→ **Exercise prompt**
Each of the entries below needs to be given again exactly.

START Recorded data

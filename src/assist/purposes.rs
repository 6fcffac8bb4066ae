//! Travel purpose suggestions
//!
//! One schema-constrained Consultant call per citizenship/destination
//! pair, capped at five options and cached.

use serde::{Deserialize, Serialize};
use serde_json::{json, Value};
use tracing::{debug, warn};

use crate::cache::LookupCache;
use crate::concierge::{Concierge, Persona};
use crate::error::Result;
use crate::parse::Parsed;

/// Upper bound on returned purpose options
pub const MAX_PURPOSES: usize = 5;

const CACHE_TASK: &str = "purposes";

/// One plausible reason to travel, as offered to the user
#[derive(Debug, Clone, Default, PartialEq, Serialize, Deserialize)]
#[serde(default)]
pub struct PurposeOption {
    pub id: String,
    pub label: String,
    pub description: String,
}

/// Suggest up to five common travel purposes for the pair. Cached per
/// (citizenship, destination); malformed output degrades to an empty
/// list without touching the cache, so the next call asks again.
pub async fn suggest_purposes(
    desk: &Concierge,
    citizenship: &str,
    destination: &str,
) -> Result<Vec<PurposeOption>> {
    let key = LookupCache::compute_key(CACHE_TASK, &[citizenship, destination]);
    if let Some(hit) = desk.cache().get(&key).await {
        if let Ok(cached) = serde_json::from_str::<Vec<PurposeOption>>(&hit) {
            return Ok(cached);
        }
        warn!("Discarding undecodable {} cache entry", CACHE_TASK);
    }

    let prompt = purposes_prompt(citizenship, destination);
    let reply = {
        let mut session = desk.session(Persona::Consultant).lock().await;
        session.reset();
        session.run(&prompt, Some(purposes_schema())).await?
    };

    let parsed = Parsed::<Vec<PurposeOption>>::from_json(&reply.text);
    let cacheable = !parsed.is_malformed();
    if !cacheable {
        warn!("Unparseable {} reply, degrading to empty", CACHE_TASK);
    }
    let mut purposes = parsed.or_default();
    purposes.truncate(MAX_PURPOSES);
    debug!(
        "Suggested {} purposes for {} -> {}",
        purposes.len(),
        citizenship,
        destination
    );

    // Never cache a degraded reply; it would pin the glitch for the TTL
    if cacheable {
        if let Ok(serialized) = serde_json::to_string(&purposes) {
            desk.cache().set(&key, serialized).await;
        }
    }

    Ok(purposes)
}

fn purposes_prompt(citizenship: &str, destination: &str) -> String {
    format!(
        "List the most common reasons a citizen of {} travels to {}. For each, give a \
         short snake_case id, a human-readable label and a one-sentence description. \
         At most {} entries, most common first.",
        citizenship, destination, MAX_PURPOSES
    )
}

fn purposes_schema() -> Value {
    json!({
        "type": "ARRAY",
        "items": {
            "type": "OBJECT",
            "properties": {
                "id": {"type": "STRING"},
                "label": {"type": "STRING"},
                "description": {"type": "STRING"}
            },
            "required": ["id", "label", "description"]
        }
    })
}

END Recorded data

→ **Answer to this task**
filename src/assist/purposes.rs
repository 6fcffac8bb4066ae
//! Travel purpose suggestions
//!
//! One schema-constrained Consultant call per citizenship/destination
//! pair, capped at five options and cached.

use serde::{Deserialize, Serialize};
use serde_json::{json, Value};
use tracing::{debug, warn};

use crate::cache::LookupCache;
use crate::concierge::{Concierge, Persona};
use crate::error::Result;
use crate::parse::Parsed;

/// Upper bound on returned purpose options
pub const MAX_PURPOSES: usize = 5;

const CACHE_TASK: &str = "purposes";

/// One plausible reason to travel, as offered to the user
#[derive(Debug, Clone, Default, PartialEq, Serialize, Deserialize)]
#[serde(default)]
pub struct PurposeOption {
    pub id: String,
    pub label: String,
    pub description: String,
}

/// Suggest up to five common travel purposes for the pair. Cached per
/// (citizenship, destination); malformed output degrades to an empty
/// list without touching the cache, so the next call asks again.
pub async fn suggest_purposes(
    desk: &Concierge,
    citizenship: &str,
    destination: &str,
) -> Result<Vec<PurposeOption>> {
    let key = LookupCache::compute_key(CACHE_TASK, &[citizenship, destination]);
    if let Some(hit) = desk.cache().get(&key).await {
        if let Ok(cached) = serde_json::from_str::<Vec<PurposeOption>>(&hit) {
            return Ok(cached);
        }
        warn!("Discarding undecodable {} cache entry", CACHE_TASK);
    }

    let prompt = purposes_prompt(citizenship, destination);
    let reply = {
        let mut session = desk.session(Persona::Consultant).lock().await;
        session.reset();
        session.run(&prompt, Some(purposes_schema())).await?
    };

    let parsed = Parsed::<Vec<PurposeOption>>::from_json(&reply.text);
    let cacheable = !parsed.is_malformed();
    if !cacheable {
        warn!("Unparseable {} reply, degrading to empty", CACHE_TASK);
    }
    let mut purposes = parsed.or_default();
    purposes.truncate(MAX_PURPOSES);
    debug!(
        "Suggested {} purposes for {} -> {}",
        purposes.len(),
        citizenship,
        destination
    );

    // Never cache a degraded reply; it would pin the glitch for the TTL
    if cacheable {
        if let Ok(serialized) = serde_json::to_string(&purposes) {
            desk.cache().set(&key, serialized).await;
        }
    }

    Ok(purposes)
}

fn purposes_prompt(citizenship: &str, destination: &str) -> String {
    format!(
        "List the most common reasons a citizen of {} travels to {}. For each, give a \
         short snake_case id, a human-readable label and a one-sentence description. \
         At most {} entries, most common first.",
        citizenship, destination, MAX_PURPOSES
    )
}

fn purposes_schema() -> Value {
    json!({
        "type": "ARRAY",
        "items": {
            "type": "OBJECT",
            "properties": {
                "id": {"type": "STRING"},
                "label": {"type": "STRING"},
                "description": {"type": "STRING"}
            },
            "required": ["id", "label", "description"]
        }
    })
}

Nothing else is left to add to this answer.